Input records:

pub mod extract;
pub mod prompt;
pub mod providers;

use crate::config::LlmConfig;
use async_trait::async_trait;
use reqwest::StatusCode;
use std::error::Error;
use std::fmt;
use std::time::Duration;
use tracing::{info, warn};

#[derive(Debug, Clone, PartialEq)]
pub enum LlmError {
    ConnectionError(String),
    Timeout(String),
    AuthError(String),
    StatusError { status: u16, body: String },
    ResponseError(String),
    ConfigError(String),
}

impl LlmError {
    pub(crate) fn from_reqwest(err: reqwest::Error) -> Self {
        if err.is_timeout() {
            LlmError::Timeout(err.to_string())
        } else {
            LlmError::ConnectionError(err.to_string())
        }
    }

    pub(crate) fn from_status(status: StatusCode, body: String) -> Self {
        match status {
            StatusCode::UNAUTHORIZED | StatusCode::FORBIDDEN => {
                LlmError::AuthError(format!("backend refused credentials ({})", status))
            }
            _ => LlmError::StatusError {
                status: status.as_u16(),
                body,
            },
        }
    }

    /// The backend could not be reached or would not serve the request.
    pub fn is_transport(&self) -> bool {
        matches!(
            self,
            LlmError::ConnectionError(_)
                | LlmError::Timeout(_)
                | LlmError::AuthError(_)
                | LlmError::StatusError { .. }
        )
    }

    pub fn is_retryable(&self) -> bool {
        match self {
            LlmError::ConnectionError(_) | LlmError::Timeout(_) => true,
            LlmError::StatusError { status, .. } => *status == 429 || *status >= 500,
            _ => false,
        }
    }
}

impl fmt::Display for LlmError {
    fn fmt(&self, f: &mut fmt::Formatter<'_>) -> fmt::Result {
        match self {
            LlmError::ConnectionError(msg) => write!(f, "LLM connection error: {}", msg),
            LlmError::Timeout(msg) => write!(f, "LLM request timed out: {}", msg),
            LlmError::AuthError(msg) => write!(f, "LLM authentication error: {}", msg),
            LlmError::StatusError { status, body } => {
                write!(f, "LLM API responded with status code {}: {}", status, body)
            }
            LlmError::ResponseError(msg) => write!(f, "LLM response error: {}", msg),
            LlmError::ConfigError(msg) => write!(f, "LLM configuration error: {}", msg),
        }
    }
}

impl Error for LlmError {}

/// A hosted model that turns an instruction plus a user message into text.
#[async_trait]
pub trait CompletionBackend: Send + Sync {
    async fn complete(&self, system: &str, user: &str) -> Result<String, LlmError>;

    fn name(&self) -> &str;
}

#[derive(Debug, Clone, Copy, PartialEq)]
pub struct RetryPolicy {
    pub max_retries: u32,
    pub base_delay: Duration,
}

impl RetryPolicy {
    pub fn none() -> Self {
        Self {
            max_retries: 0,
            base_delay: Duration::ZERO,
        }
    }

    /// Exponential backoff: base, 2×base, 4×base, … capped at 32×base.
    pub fn delay_for(&self, attempt: u32) -> Duration {
        if attempt == 0 {
            return Duration::ZERO;
        }
        self.base_delay * (1u32 << (attempt - 1).min(5))
    }
}

/// Wraps a backend with bounded retry on transient failures.
pub struct CompletionClient {
    backend: Box<dyn CompletionBackend>,
    retry: RetryPolicy,
}

impl CompletionClient {
    pub fn new(backend: Box<dyn CompletionBackend>, retry: RetryPolicy) -> Self {
        Self { backend, retry }
    }

    pub fn from_config(config: &LlmConfig) -> Result<Self, LlmError> {
        let backend: Box<dyn CompletionBackend> = match config.backend.as_str() {
            "openai" | "remote" => Box::new(providers::remote::RemoteLlmProvider::openai(config)?),
            "azure" => Box::new(providers::remote::RemoteLlmProvider::azure(config)?),
            "ollama" => Box::new(providers::ollama::OllamaProvider::new(config)?),
            _ => {
                return Err(LlmError::ConfigError(format!(
                    "Unsupported LLM backend: {}",
                    config.backend
                )))
            }
        };

        let retry = RetryPolicy {
            max_retries: config.max_retries,
            base_delay: Duration::from_millis(config.retry_base_delay_ms),
        };

        Ok(Self::new(backend, retry))
    }

    pub fn backend_name(&self) -> &str {
        self.backend.name()
    }

    pub async fn complete(&self, system: &str, user: &str) -> Result<String, LlmError> {
        let mut attempt = 0;

        loop {
            if attempt > 0 {
                tokio::time::sleep(self.retry.delay_for(attempt)).await;
            }

            match self.backend.complete(system, user).await {
                Ok(text) => {
                    if attempt > 0 {
                        info!("{} answered after {} retries", self.backend.name(), attempt);
                    }
                    return Ok(text);
                }
                Err(e) if e.is_retryable() && attempt < self.retry.max_retries => {
                    attempt += 1;
                    warn!(
                        "{} request failed ({}), retry {}/{}",
                        self.backend.name(),
                        e,
                        attempt,
                        self.retry.max_retries
                    );
                }
                Err(e) => return Err(e),
            }
        }
    }
}

#[cfg(test)]
pub(crate) mod testing {
    use super::*;
    use std::collections::VecDeque;
    use std::sync::Mutex;
    use std::sync::atomic::{AtomicUsize, Ordering};

    /// Replays canned answers in order and counts calls.
    pub struct ScriptedBackend {
        answers: Mutex<VecDeque<Result<String, LlmError>>>,
        pub calls: AtomicUsize,
    }

    impl ScriptedBackend {
        pub fn new(answers: Vec<Result<String, LlmError>>) -> Self {
            Self {
                answers: Mutex::new(answers.into()),
                calls: AtomicUsize::new(0),
            }
        }

        pub fn answering(text: &str) -> Self {
            Self::new(vec![Ok(text.to_string())])
        }
    }

    #[async_trait]
    impl CompletionBackend for ScriptedBackend {
        async fn complete(&self, _system: &str, _user: &str) -> Result<String, LlmError> {
            self.calls.fetch_add(1, Ordering::SeqCst);
            self.answers
                .lock()
                .unwrap()
                .pop_front()
                .unwrap_or_else(|| Err(LlmError::ResponseError("script exhausted".to_string())))
        }

        fn name(&self) -> &str {
            "scripted"
        }
    }
}

#[cfg(test)]
mod tests {
    use super::testing::ScriptedBackend;
    use super::*;
    use std::sync::Arc;
    use std::sync::atomic::Ordering;

    struct Shared(Arc<ScriptedBackend>);

    #[async_trait]
    impl CompletionBackend for Shared {
        async fn complete(&self, system: &str, user: &str) -> Result<String, LlmError> {
            self.0.complete(system, user).await
        }

        fn name(&self) -> &str {
            "shared"
        }
    }

    fn fast_retry(max_retries: u32) -> RetryPolicy {
        RetryPolicy {
            max_retries,
            base_delay: Duration::from_millis(1),
        }
    }

    #[tokio::test]
    async fn transient_failures_are_retried() {
        let backend = Arc::new(ScriptedBackend::new(vec![
            Err(LlmError::Timeout("slow".to_string())),
            Err(LlmError::StatusError { status: 503, body: String::new() }),
            Ok("```sql\nSELECT 1\n```".to_string()),
        ]));
        let client = CompletionClient::new(Box::new(Shared(backend.clone())), fast_retry(3));

        let text = client.complete("system", "question").await.unwrap();

        assert_eq!(text, "```sql\nSELECT 1\n```");
        assert_eq!(backend.calls.load(Ordering::SeqCst), 3);
    }

    #[tokio::test]
    async fn auth_failures_are_not_retried() {
        let backend = Arc::new(ScriptedBackend::new(vec![
            Err(LlmError::AuthError("bad key".to_string())),
            Ok("unused".to_string()),
        ]));
        let client = CompletionClient::new(Box::new(Shared(backend.clone())), fast_retry(3));

        let err = client.complete("system", "question").await.unwrap_err();

        assert!(matches!(err, LlmError::AuthError(_)));
        assert_eq!(backend.calls.load(Ordering::SeqCst), 1);
    }

    #[tokio::test]
    async fn retries_stop_at_the_budget() {
        let backend = Arc::new(ScriptedBackend::new(vec![
            Err(LlmError::StatusError { status: 429, body: String::new() }),
            Err(LlmError::StatusError { status: 429, body: String::new() }),
            Err(LlmError::StatusError { status: 429, body: String::new() }),
        ]));
        let client = CompletionClient::new(Box::new(Shared(backend.clone())), fast_retry(1));

        let err = client.complete("system", "question").await.unwrap_err();

        assert!(matches!(err, LlmError::StatusError { status: 429, .. }));
        assert_eq!(backend.calls.load(Ordering::SeqCst), 2);
    }

    #[test]
    fn backoff_doubles_and_caps() {
        let policy = RetryPolicy {
            max_retries: 10,
            base_delay: Duration::from_millis(100),
        };

        assert_eq!(policy.delay_for(1), Duration::from_millis(100));
        assert_eq!(policy.delay_for(2), Duration::from_millis(200));
        assert_eq!(policy.delay_for(4), Duration::from_millis(800));
        assert_eq!(policy.delay_for(9), Duration::from_millis(3200));
    }

    #[test]
    fn status_classification() {
        assert!(LlmError::from_status(StatusCode::UNAUTHORIZED, String::new()).is_transport());
        assert!(!LlmError::from_status(StatusCode::UNAUTHORIZED, String::new()).is_retryable());
        assert!(LlmError::from_status(StatusCode::BAD_GATEWAY, String::new()).is_retryable());
        assert!(!LlmError::from_status(StatusCode::BAD_REQUEST, String::new()).is_retryable());
        assert!(!LlmError::ResponseError("no choices".to_string()).is_transport());
    }

    #[test]
    fn unknown_backend_is_a_config_error() {
        let mut config = crate::config::AppConfig::default().llm;
        config.backend = "carrier-pigeon".to_string();

        let err = CompletionClient::from_config(&config).err().unwrap();

        assert!(matches!(err, LlmError::ConfigError(_)));
    }
}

Task to complete: Copy all lines from the material that include "Duration".

Exercise result:
use std::time::Duration;
    pub base_delay: Duration,
            base_delay: Duration::ZERO,
    pub fn delay_for(&self, attempt: u32) -> Duration {
            return Duration::ZERO;
            base_delay: Duration::from_millis(config.retry_base_delay_ms),
            base_delay: Duration::from_millis(1),
            base_delay: Duration::from_millis(100),
        assert_eq!(policy.delay_for(1), Duration::from_millis(100));
        assert_eq!(policy.delay_for(2), Duration::from_millis(200));
        assert_eq!(policy.delay_for(4), Duration::from_millis(800));
        assert_eq!(policy.delay_for(9), Duration::from_millis(3200));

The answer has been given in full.